The División de Honor Juvenil is the top level of the Spanish football league system for youth players 18 years old and under. The División de Honor is administered by the RFEF through the Liga Nacional de Fútbol Aficionado (LNFA).

Format
The División de Honor begins the first weekend in September and ends in April or May. The División de Honor's season is similar to the senior players' La Liga playing a double round-robin points based system. There are seven groups of 16 teams. The teams with the most points in each group are declared champion of its group and advance to the Copa de Campeones Juvenil de Fútbol. In each group, the teams placing 13th and below are relegated to the Liga Nacional or the Canarias Preferente in the case of those teams from the Canary Islands (Group6).

History
Created in 1986, the Superliga Juvenil was a national league with 16 teams. However, traveling across the country caused financial hardships for some clubs. Real Valladolid (in 1993), and Las Palmas and Espanyol (in 1994) dropped out of the league. Real Madrid withdrew from the league in 1994 when their second reserve team Real Madrid C kept their status in the Segunda División B. 15 teams played in 1994–95 and the league was disbanded after the season. In 1995, the RFEF elevated the six regional based groups of the  División de Honor (which was the second level) as the top youth level and created a new tournament to crown the overall youth champion of Spain.

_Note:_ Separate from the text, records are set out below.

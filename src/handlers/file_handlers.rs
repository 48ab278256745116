//! HTTP handlers for file upload and retrieval.
//!
//! Uploads go through the validation pipeline and key generator before
//! reaching the gateway. Reads go straight to the gateway, which
//! re-sanitizes the key taken from the path.

use crate::{
    errors::AppError,
    models::{
        object::StoredObjectMetadata,
        upload::{UploadCandidate, UploadReceipt},
    },
    services::{
        identity::Principal,
        key_generator,
        storage_gateway::COMPONENT,
        upload_validator::{ValidationError, validate},
    },
    state::AppState,
};
use axum::{
    Extension, Json,
    body::Body,
    extract::{Multipart, Path, Query, State, multipart::Field},
    http::{HeaderMap, HeaderValue, StatusCode, header},
    response::Response,
};
use bytes::BytesMut;
use chrono::Utc;
use percent_encoding::utf8_percent_encode;
use serde::{Deserialize, Serialize};
use tracing::info;

/// Multipart form field carrying the file.
pub const FILE_FIELD: &str = "file";

/// Longest filename placed in a Content-Disposition header.
const MAX_HEADER_FILENAME_CHARS: usize = 255;

#[derive(Debug, Deserialize)]
pub struct PresignQuery {
    /// Lifetime in seconds; the configured default when absent.
    pub expires: Option<u64>,
}

#[derive(Debug, Serialize)]
#[serde(rename_all = "camelCase")]
pub struct PresignResponse {
    pub url: String,
    pub expires_in: u64,
}

/// `POST /files/upload`: multipart upload of a single `file` field.
pub async fn upload_file(
    State(state): State<AppState>,
    Extension(principal): Extension<Principal>,
    mut multipart: Multipart,
) -> Result<Json<UploadReceipt>, AppError> {
    let mut candidate = None;
    while let Some(field) = multipart.next_field().await? {
        if field.name() == Some(FILE_FIELD) {
            candidate = Some(read_file_field(field, state.policy.max_bytes).await?);
            break;
        }
    }

    validate(candidate.as_ref(), &state.policy)?;
    let Some(UploadCandidate {
        original_name,
        mime_type,
        size_bytes,
        content,
    }) = candidate
    else {
        return Err(ValidationError::MissingFile.into());
    };

    let key = key_generator::generate(&original_name);
    let stored = state
        .gateway
        .put(key.as_str(), content, &mime_type, &original_name)
        .await?;

    info!(
        user = %principal.id,
        key = %stored,
        size = size_bytes,
        mime_type = %mime_type,
        "file uploaded"
    );

    Ok(Json(UploadReceipt {
        key: stored.into_inner(),
        original_name,
        size: size_bytes,
        mime_type,
        uploaded_at: Utc::now(),
    }))
}

/// Read the file field, giving up as soon as it grows past `max_bytes`.
async fn read_file_field(mut field: Field<'_>, max_bytes: u64) -> Result<UploadCandidate, AppError> {
    let original_name = field
        .file_name()
        .map(str::to_owned)
        .ok_or(ValidationError::MissingFile)?;
    let mime_type = field
        .content_type()
        .unwrap_or("application/octet-stream")
        .to_owned();

    let mut buffer = BytesMut::new();
    while let Some(chunk) = field.chunk().await? {
        if (buffer.len() + chunk.len()) as u64 > max_bytes {
            return Err(ValidationError::TooLarge { max_bytes }.into());
        }
        buffer.extend_from_slice(&chunk);
    }

    Ok(UploadCandidate::new(original_name, mime_type, buffer.freeze()))
}

/// `GET /files/{key}/info`: stored metadata as JSON.
pub async fn file_info(
    State(state): State<AppState>,
    Path(key): Path<String>,
) -> Result<Json<StoredObjectMetadata>, AppError> {
    Ok(Json(state.gateway.stat(&key).await?))
}

/// `GET /files/{key}`: whole object, displayed inline.
pub async fn get_file(
    State(state): State<AppState>,
    Path(key): Path<String>,
) -> Result<Response, AppError> {
    let bytes = state.gateway.get_buffer(&key).await?;
    let meta = state.gateway.stat(&key).await?;

    let length = bytes.len() as u64;
    let mut response = Response::new(Body::from(bytes));
    *response.status_mut() = StatusCode::OK;
    set_file_headers(response.headers_mut(), &meta, length, "inline");
    Ok(response)
}

/// `GET /files/{key}/download`: object streamed as an attachment.
pub async fn download_file(
    State(state): State<AppState>,
    Path(key): Path<String>,
) -> Result<Response, AppError> {
    let meta = state.gateway.stat(&key).await?;
    let stream = state.gateway.get_stream(&key).await?;

    let mut response = Response::new(Body::from_stream(stream));
    *response.status_mut() = StatusCode::OK;
    set_file_headers(response.headers_mut(), &meta, meta.size_bytes, "attachment");
    Ok(response)
}

/// `GET /files/{key}/url?expires=<secs>`: presigned download URL.
pub async fn presign_file(
    State(state): State<AppState>,
    Path(key): Path<String>,
    Query(query): Query<PresignQuery>,
) -> Result<Json<PresignResponse>, AppError> {
    let expires_in = query.expires.unwrap_or(state.default_presign_expiry_secs);
    let url = state.gateway.presign(&key, expires_in).await?;
    Ok(Json(PresignResponse { url, expires_in }))
}

/// Filename safe for a quoted header parameter: control characters
/// (including CR and LF) and double quotes removed, at most 255 characters.
pub fn header_safe_filename(name: &str) -> String {
    name.chars()
        .filter(|c| !c.is_control() && *c != '"')
        .take(MAX_HEADER_FILENAME_CHARS)
        .collect()
}

fn content_disposition(disposition: &'static str, name: &str) -> HeaderValue {
    let encoded = utf8_percent_encode(name, COMPONENT);
    let full = format!("{disposition}; filename=\"{name}\"; filename*=UTF-8''{encoded}");
    HeaderValue::from_bytes(full.as_bytes())
        .or_else(|_| HeaderValue::from_str(&format!("{disposition}; filename*=UTF-8''{encoded}")))
        .unwrap_or_else(|_| HeaderValue::from_static(disposition))
}

fn set_file_headers(
    headers: &mut HeaderMap,
    meta: &StoredObjectMetadata,
    length: u64,
    disposition: &'static str,
) {
    headers.insert(
        header::CONTENT_TYPE,
        HeaderValue::from_str(&meta.content_type)
            .unwrap_or_else(|_| HeaderValue::from_static("application/octet-stream")),
    );
    headers.insert(header::CONTENT_LENGTH, HeaderValue::from(length));

    let mut filename = header_safe_filename(&meta.original_name);
    if filename.trim().is_empty() {
        filename = meta.key.clone();
    }
    headers.insert(
        header::CONTENT_DISPOSITION,
        content_disposition(disposition, &filename),
    );

    if let Some(etag) = meta.etag.as_ref() {
        if let Ok(value) = HeaderValue::from_str(&format!("\"{etag}\"")) {
            headers.insert(header::ETAG, value);
        }
    }
    if let Some(last_modified) = meta.last_modified {
        if let Ok(value) = HeaderValue::from_str(&last_modified.to_rfc2822()) {
            headers.insert(header::LAST_MODIFIED, value);
        }
    }
}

Copa de Campeones de Juvenil

The Copa de Campeones is a two phrase tournament that starts a week after the end of the División de Honor held at a site selected by the RFEF. 

Until 2011, the seven group winners were divided into two groups: Group A had three teams and was played in a round-robin format, while group B was composed by four and was played in a single elimination format.
The two group winners played the final match.

Since the 2011–12 season, the seven group winners and the best runner-up are drawn into a knock-out tournament in a neutral venue determined by the Royal Spanish Football Federation.

Each team nominates an 18-man roster. There are no replacements for sickness or injury even if it is a goalkeeper.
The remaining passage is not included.